Many thanks to Zig and Jude for creating a real thing in the world, and for letting me play, too.


Please note that some of these blog entries are short to encourage you to click through to the original journal to read, if available online. In the event the poem is no longer available for any reason or the poem(s) appeared in print only, I will post the text as published here on my blog, with purchase links to support the journal if applicable. Thank you!

“Parallax” up at Bird’s Thumb

This poem, appearing in the Feb 2018 issue of Bird’s Thumb, was one of those I really worked for, undergoing numerous revisions before it was abandoned (published). It contains references to a particular scientific effect in relation to two people within a relationship that is, well, circling the drain.

Thank you for giving it your attention, and many thanks to Nina and Sahar at BT for including my work!

inotherworlds

2 poems up at Plum Tree Tavern

we do not touch our living / half so well as elephants touch their dead” and “The way back” are both up at Plum Tree Tavern. The first poem arose out of a tangent to revisions on a different elephant poem, which may yet be finished or abandoned (not just now though). I hope you give them a read and find some good in them for your day. Many thanks to the PT Innkeeper Russ Streur for including my work!

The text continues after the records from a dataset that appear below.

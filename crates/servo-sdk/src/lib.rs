//! Servo SDK - 实时周期性运动流式控制与混合
//!
//! 本 SDK 采用分层架构，从底层到高层：
//!
//! - **协议层** (`protocol`): 设定点、控制模式参数、周期请求/应答，结构校验
//! - **工具层** (`tools`): 单调时钟、周期计时统计、TOML 配置
//! - **驱动层** (`driver`): 控制器通道抽象、取消信号、周期节拍器
//! - **客户端层** (`client`): 运动会话、流式运行时、混合协调器
//!
//! # 快速开始
//!
//! ```rust,ignore
//! use servo_sdk::prelude::*;
//!
//! servo_sdk::init_logging();
//! let runtime = StreamingRuntime::new(channel);
//! runtime.begin(MotionSession::joint([0.0; 7]).build()?)?;
//! let mut pacer = CyclePacer::new(Duration::from_millis(20));
//! loop {
//!     let report = runtime.synchronize()?;
//!     if report.reached {
//!         break;
//!     }
//!     pacer.wait();
//! }
//! runtime.stop_motion()?;
//! ```

pub use servo_client as client;
pub use servo_driver as driver;
pub use servo_protocol as protocol;
pub use servo_tools as tools;

pub mod prelude;

mod logging;

pub use logging::{init_logging, init_logging_with};

// --- 常用类型 ---

pub use servo_client::{
    BlendCoordinator, ControlModeState, CycleReport, MotionSession, RuntimeConfig, RuntimeState,
    RuntimeSummary, SessionBuilder, SessionId, SessionLifecycle, StreamError, StreamingRuntime,
};
pub use servo_driver::{CancelSignal, ControllerChannel, CyclePacer, DriverError};
pub use servo_protocol::{
    CartesianPose, ControlModeParameters, DestinationSetpoint, ImpedanceParameters, ImpedanceSpace,
    MotionKind, MotionProfile, ProtocolError, RedundancyInfo, ServoFlavor,
};
pub use servo_tools::{ConfigError, CycleClock, StreamConfig, TimingStatistics};

/// 模拟控制器（无硬件测试与演示）
#[cfg(feature = "mock")]
pub mod mock {
    pub use servo_driver::{ChannelId, Injection, SimEvent, SimulatedChannel, SimulatedController};
}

2 poems up at Ekphrastic Review

Ekphrastic poetry (poems inspired by and written about works of visual art) has always been interesting to me, how different media interact, imagery and words in close relation. I have a small (as yet unpublished) collection of such pairings, a selection from which Ekphrastic Review recently accepted and published, “nocturna.”

Take a look at it (or the other one, a reprint called “the angry boy“), and stay to read some of the other incredible work shared on the site. I see it as something of a window to the writer’s process. The paintings or photographs (or links to them) that inspired each poem are included for your viewing pleasure! Interesting stuff.

Many thanks to Lorette Luzajic for including my work.

“Implicate Knitting” (2010)

322 Review is now defunct, but before that, they published this (no archive available):

Implicate Knitting
First appeared in 322 Review (2010)

The warm bamboo needles slide mathematically
within the curves of my practiced fingers:
snick
through
under,
loop back lift.

The pear-green wool links to itself
in the recursive continuum of a single knot
any physicist would recognize—
string theory.
Somehow,
a scarf emerges.

The equations of warmth are indecipherable to me,
like the dozens of people who call me friend
but who wouldn’t know the heavy stitches
that bind me together
if they tore them out personally.
Some of them have tried, seems like.
The names they use for closeness
are scratchy like the wool, and odd—
their friendship, mis-stitched and holey.

On these cold days,
I’m divisible by zero.
I knit, and watch my stash of scarves grow.